In this study, we constructed leaky integration models with different time constants (\(\tau \)) to assess the reward learning processes of captive budgerigars. Generally, a higher value of the constant \(\tau \) would give rise to more sluggish responses to changes in the outcome27, because decision-makers would integrate the outcome information from a longer history of rewards. In binary-choice experiments, although the H-side is more likely to have rewards than the L-side in each trial, the reward can still occur on the L-side more often than on the H-side within n (> 1) trials, representing a mismatching situation. Theoretically, an increasing of the trial number n can effectively reduce the mismatching rate \(\rho \) (see Supplementary Fig. S5), and therefore, integrating the outcome from a longer history can potentially enable the decision-makers to identify the two sides more accurately. On the other hand, a lower mismatching rate also implies that the ratio of switching between the matching and mismatching situations should be lower, which may in turn reduce the intention of shifting between the two sides by decision-makers. Specifically, as shown with our budgerigars, a leaky integration model with the time constant \(\tau =2\) showed the best-fit in modeling their decisions, by which they can have much less switching than the WSLS strategy when executing binary-choice tasks (Fig. 2C).

It is important to note that we make no claim that our deduced statistical model exactly captures our budgerigars’ decisions. The model is just for descriptive purpose. While conducting the binary choice tasks, the only information that could be used by the birds are memories regarding previous trials (e.g., the side they selected and whether they successfully obtained the rewards). For stochastic environments, animals should only consider a small number of recent experiences (the WSLS strategy considers the memory of one previous trial, while the reward learning strategy considers memories from more than one previous trial) since older experiences may not be as informative about the current situation29,38—a factor specified in our leaky integration models. As it can be seen that comparing to the other three sets of GLMMs (see Supplementary Tables S2 and S3), those ones constructed using the outcome information assessed through a leaky model generally showed better-fitting (Table 1). Nonetheless, we found that even using the best-fit regression model to conduct simulations still did not perfectly describe budgerigar behaviour (see Fig. 2). It thus may imply that other sub-strategies might be employed. Future studies should consider this and whether budgerigars can adjust their learning rate and switching as environmental stochasticity changes on multiple timescales.

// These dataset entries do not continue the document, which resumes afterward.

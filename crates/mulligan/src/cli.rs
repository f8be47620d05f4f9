//! CLI argument parsing with clap

use clap::{Args, Parser, Subcommand};

/// Mulligan - bounded retry demonstrations for flaky operations
#[derive(Parser, Debug)]
#[command(name = "mulligan")]
#[command(author, version, about, long_about = None)]
#[command(propagate_version = true)]
pub struct Cli {
    /// Increase verbosity (-v, -vv)
    #[arg(short, long, action = clap::ArgAction::Count, global = true)]
    pub verbose: u8,

    /// Suppress output
    #[arg(short, long, global = true)]
    pub quiet: bool,

    /// Attempt budget for the wrapped task
    #[arg(short, long, global = true, default_value_t = 5)]
    pub attempts: u32,

    #[command(subcommand)]
    pub command: Commands,
}

#[derive(Subcommand, Debug)]
pub enum Commands {
    /// Draw random samples until one falls below a threshold
    Sample(SampleArgs),

    /// Run a task that fails a fixed number of times before succeeding
    Flaky(FlakyArgs),
}

#[derive(Args, Debug)]
pub struct SampleArgs {
    /// Lower bound of the sampled range
    #[arg(long, default_value_t = 1.0)]
    pub min: f64,

    /// Upper bound of the sampled range
    #[arg(long, default_value_t = 3.0)]
    pub max: f64,

    /// Accept a sample only when it is below this value
    #[arg(long, default_value_t = 2.0)]
    pub threshold: f64,
}

#[derive(Args, Debug)]
pub struct FlakyArgs {
    /// Number of calls that fail before the task starts succeeding
    #[arg(long, default_value_t = 3)]
    pub fail_first: u32,
}

#[cfg(test)]
mod tests {
    use super::*;

    #[test]
    fn test_cli_parses_defaults() {
        let cli = Cli::try_parse_from(["mulligan", "flaky"]).unwrap();
        assert_eq!(cli.attempts, 5);
        assert!(!cli.quiet);
        assert!(matches!(cli.command, Commands::Flaky(args) if args.fail_first == 3));
    }

    #[test]
    fn test_cli_parses_sample_flags() {
        let cli = Cli::try_parse_from([
            "mulligan",
            "sample",
            "--min",
            "0.0",
            "--max",
            "10.0",
            "--threshold",
            "1.5",
        ])
        .unwrap();

        match cli.command {
            Commands::Sample(args) => {
                assert_eq!(args.min, 0.0);
                assert_eq!(args.max, 10.0);
                assert_eq!(args.threshold, 1.5);
            }
            _ => panic!("expected sample subcommand"),
        }
    }

    #[test]
    fn test_global_attempts_flag_after_subcommand() {
        let cli = Cli::try_parse_from(["mulligan", "flaky", "--attempts", "2"]).unwrap();
        assert_eq!(cli.attempts, 2);
    }
}
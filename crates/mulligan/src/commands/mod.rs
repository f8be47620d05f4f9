//! Command implementations

pub mod flaky;
pub mod sample;
//! Error types for mulligan-core

use thiserror::Error;

/// Result type alias using mulligan-core's Error type
pub type Result<T> = std::result::Result<T, Error>;

/// Core error types for Mulligan
#[derive(Error, Debug)]
pub enum Error {
    /// Invalid retry configuration
    #[error("Invalid retry configuration: {message}")]
    InvalidConfig { message: String },

    /// JSON parsing error
    #[error("JSON parsing error: {0}")]
    JsonParse(#[from] serde_json::Error),
}

impl Error {
    /// Create an invalid config error
    pub fn invalid_config(message: impl Into<String>) -> Self {
        Self::InvalidConfig {
            message: message.into(),
        }
    }
}
//! Error types for the retry execution engine
//!
//! This module defines the per-attempt failure record and the aggregate
//! error returned when the attempt budget runs out.

use std::error::Error;
use std::fmt;

/// A single recorded failure from one attempt
///
/// The type is generic over `E`, the error type of the operation being
/// retried. An attempt fails either because the task itself returned an
/// error or because the success predicate refused the task's result.
#[derive(Debug)]
pub enum AttemptFailure<E> {
    /// The task returned an error
    Task(E),

    /// The task succeeded but the success predicate rejected the result
    Rejected,
}

impl<E> AttemptFailure<E> {
    /// Check if this failure came from the task itself
    pub fn is_task(&self) -> bool {
        matches!(self, AttemptFailure::Task(_))
    }

    /// Check if this failure was a predicate rejection
    pub fn is_rejected(&self) -> bool {
        matches!(self, AttemptFailure::Rejected)
    }

    /// Get the task error, consuming this failure
    pub fn into_task_error(self) -> Option<E> {
        match self {
            AttemptFailure::Task(err) => Some(err),
            AttemptFailure::Rejected => None,
        }
    }
}

impl<E: fmt::Display> fmt::Display for AttemptFailure<E> {
    fn fmt(&self, f: &mut fmt::Formatter<'_>) -> fmt::Result {
        match self {
            AttemptFailure::Task(err) => write!(f, "{}", err),
            AttemptFailure::Rejected => write!(f, "result rejected by success predicate"),
        }
    }
}

impl<E: Error + 'static> Error for AttemptFailure<E> {
    fn source(&self) -> Option<&(dyn Error + 'static)> {
        match self {
            AttemptFailure::Task(err) => Some(err),
            AttemptFailure::Rejected => None,
        }
    }
}

/// All retry attempts have been exhausted
///
/// This is the only failure that crosses the executor boundary at run time.
/// It carries the configured attempt budget and the full ordered log of
/// per-attempt failures, enabling post-mortem diagnosis without having to
/// instrument each attempt.
#[derive(Debug)]
pub struct RetryExhausted<E> {
    /// Configured attempt budget
    max_attempts: u32,

    /// Every per-attempt failure, in the order attempts occurred
    failures: Vec<AttemptFailure<E>>,
}

impl<E> RetryExhausted<E> {
    pub(crate) fn new(max_attempts: u32, failures: Vec<AttemptFailure<E>>) -> Self {
        Self {
            max_attempts,
            failures,
        }
    }

    /// Get the configured attempt budget
    pub fn max_attempts(&self) -> u32 {
        self.max_attempts
    }

    /// Get the number of attempts made (one recorded failure per attempt)
    pub fn attempts(&self) -> u32 {
        self.failures.len() as u32
    }

    /// Get the ordered failure log
    pub fn failures(&self) -> &[AttemptFailure<E>] {
        &self.failures
    }

    /// Get the ordered failure log, consuming this error
    pub fn into_failures(self) -> Vec<AttemptFailure<E>> {
        self.failures
    }

    /// Get the failure recorded on the final attempt
    pub fn last_failure(&self) -> Option<&AttemptFailure<E>> {
        self.failures.last()
    }

    /// Map the task error type using a closure
    pub fn map_err<F, E2>(self, mut f: F) -> RetryExhausted<E2>
    where
        F: FnMut(E) -> E2,
    {
        RetryExhausted {
            max_attempts: self.max_attempts,
            failures: self
                .failures
                .into_iter()
                .map(|failure| match failure {
                    AttemptFailure::Task(err) => AttemptFailure::Task(f(err)),
                    AttemptFailure::Rejected => AttemptFailure::Rejected,
                })
                .collect(),
        }
    }
}

impl<E: fmt::Display> fmt::Display for RetryExhausted<E> {
    fn fmt(&self, f: &mut fmt::Formatter<'_>) -> fmt::Result {
        match self.failures.last() {
            Some(last) => write!(
                f,
                "retry exhausted after {} attempts: {}",
                self.attempts(),
                last
            ),
            None => write!(f, "retry exhausted with no attempts recorded"),
        }
    }
}

impl<E: Error + 'static> Error for RetryExhausted<E> {
    fn source(&self) -> Option<&(dyn Error + 'static)> {
        self.failures
            .last()
            .map(|failure| failure as &(dyn Error + 'static))
    }
}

In nature, animals are faced with variation in environmental conditions, and there are also variations in the switching costs during decision-making. We suggest that these may in turn drive the evolution of species-specific memory processing and other cognitive capabilities. Specifically, those species that live in more variable environments and/or have higher switching costs should prefer less switching and thus might be more likely to evolve the more complex cognition in general.